陸懷安被推得倒在地上,看到她的反應,整個人僵住了。
哪怕她打他罵他,他都能受著。
可她吐了。
僅僅是因為被他碰了一下,她就噁心到嘔吐。
這種無聲的嫌棄,比淩遲還要痛上一萬倍。
“沐溪......”
陸懷安手足無措地跪在地上,想要上前幫她拍背,伸出的手卻僵在半空,不敢落下,“對不起......我是不是太臟了?我這就走......你彆吐......”
他慌亂地用袖子擦著地上的雪水,想要掩蓋自己來過的痕跡。
蘇沐溪吐得膽汁都快出來了。
她直起身,臉色慘白,眼神卻像刀子一樣剮著他。
“陸懷安。”
“你是不是覺得,你現在這副賤樣子很深情?”
蘇沐溪指著大門的方向,聲音冷得刺骨,“你每天像個變態一樣守在門口,偷窺我,現在又爬牆進來噁心我。你是想感動我,還是想感動你自己?”
“我冇有......”
陸懷安紅著眼眶,卑微地解釋,“我隻是......看到你腿疼。這裡冬天冷,我不放心......”
“我不疼。”
蘇沐溪冷冷打斷他,甚至故意在原地跺了跺那隻剛被他捂熱的腳。
“哪怕這條腿爛了、斷了,也比被你碰過要乾淨!”
“滾!”
“再讓我看見你出現在方圓一公裡內,我就報警抓你這個私闖民宅的強姦犯!”
陸懷安被罵得身形晃了晃。
他看著蘇沐溪眼底那毫不掩飾的厭惡,心臟疼得快要裂開。
但他冇有走。
他從懷裡掏出一個臟兮兮的保溫瓶,小心翼翼地放在地上。
“這是......我從老中醫那裡求來的藥酒,對風濕骨痛很有效,我試過了,抹上熱乎乎的,不疼。”
他低下頭,看了看自己那雙在雪地裡拖行而磨爛的膝蓋,那是他為了試藥效,特意冇做防護在雪地裡凍壞的。

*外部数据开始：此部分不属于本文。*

//! Oracle error taxonomy

use thiserror::Error;

/// Substring the original oracle emits when it gives up on an input.
///
/// This is the textual integration contract: callers that only see a rendered
/// message match on this substring to distinguish "the input is prime" from
/// operational failures. [`OracleError::is_no_factors`] prefers the structured
/// variant and keeps the substring match as a compatibility fallback.
pub const NO_FACTORS_SIGNAL: &str = "Failed to find factors";

/// Errors raised by a factoring oracle.
#[derive(Debug, Clone, PartialEq, Eq, Error)]
pub enum OracleError {
    /// The oracle determined the input admits no non-trivial factor pair.
    ///
    /// A mathematical fact, not an operational failure: retrying cannot
    /// change it.
    #[error("Failed to find factors: {number} has no non-trivial factor pair")]
    NoFactorsFound {
        /// The input the oracle gave up on.
        number: u64,
    },

    /// The simulation backend failed while executing a round.
    #[error("simulation error: {message}")]
    Simulation {
        /// Human-readable cause.
        message: String,
    },

    /// The oracle runtime is missing or cannot serve the request.
    #[error("oracle unavailable: {message}")]
    Unavailable {
        /// Human-readable cause.
        message: String,
    },
}

impl OracleError {
    /// Whether this error is the deterministic "not factorable" signal
    /// rather than an operational failure.
    ///
    /// Checks the structured variant first, then falls back to the documented
    /// substring so messages forwarded from foreign oracles still classify.
    pub fn is_no_factors(&self) -> bool {
        matches!(self, OracleError::NoFactorsFound { .. })
            || self.to_string().contains(NO_FACTORS_SIGNAL)
    }
}

#[cfg(test)]
mod tests {
    use super::*;

    #[test]
    fn no_factors_variant_is_recognized() {
        let err = OracleError::NoFactorsFound { number: 7 };
        assert!(err.is_no_factors());
    }

    #[test]
    fn no_factors_message_carries_the_signal_substring() {
        let err = OracleError::NoFactorsFound { number: 7 };
        assert!(err.to_string().contains(NO_FACTORS_SIGNAL));
        assert!(err.to_string().contains('7'));
    }

    #[test]
    fn textual_signal_is_recognized_in_forwarded_messages() {
        let err = OracleError::Simulation {
            message: "Failed to find factors of 13".to_string(),
        };
        assert!(err.is_no_factors());
    }

    #[test]
    fn operational_errors_are_not_no_factors() {
        let err = OracleError::Simulation {
            message: "qubit allocation failed".to_string(),
        };
        assert!(!err.is_no_factors());

        let err = OracleError::Unavailable {
            message: "runtime not initialized".to_string(),
        };
        assert!(!err.is_no_factors());
    }
}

“還有......小北以前最愛吃的桂花糕,我在唐人街買的。”
他把東西放下,深深地看了蘇沐溪一眼。
“我滾,你彆生氣,彆氣壞了身子。”
說完,他重新趴回地上,,順著原路,艱難地爬出了露台。
蘇沐溪站在寒風中,看著那個在雪地裡蠕動的黑色背影。
直到他徹底消失在鐵門外。
她才緩緩轉過身,看著地上那個保溫瓶和那包桂花糕。
她抬起腳。
冇有任何猶豫。
一腳將那些東西踢進了旁邊的垃圾桶。
“嘭。”
蓋子合上。
“臟東西。”
她冷冷地吐出三個字,轉身回屋,並且反鎖了落地窗。
而在莊園對麵的那間破舊木屋裡。
陸懷安躲在窗簾後,舉著望遠鏡,貪婪地看著她房間亮起的燈光。
看到她毫不留情地扔掉東西,他並冇有生氣。
他隻是摸了摸懷裡那張B超單,嘴角勾起一抹病態又滿足的笑。
“沒關係......”
“隻要她肯收下我的熱度......哪怕是扔了,也是我給的。”
“小北,你說得對,隻要當你姐姐的一條狗,就能守著她了。”
“汪。”
他對著空蕩蕩的屋子,輕聲學了一聲狗叫。
眼淚順著眼角滑落,滴在他殘廢的雙腿上。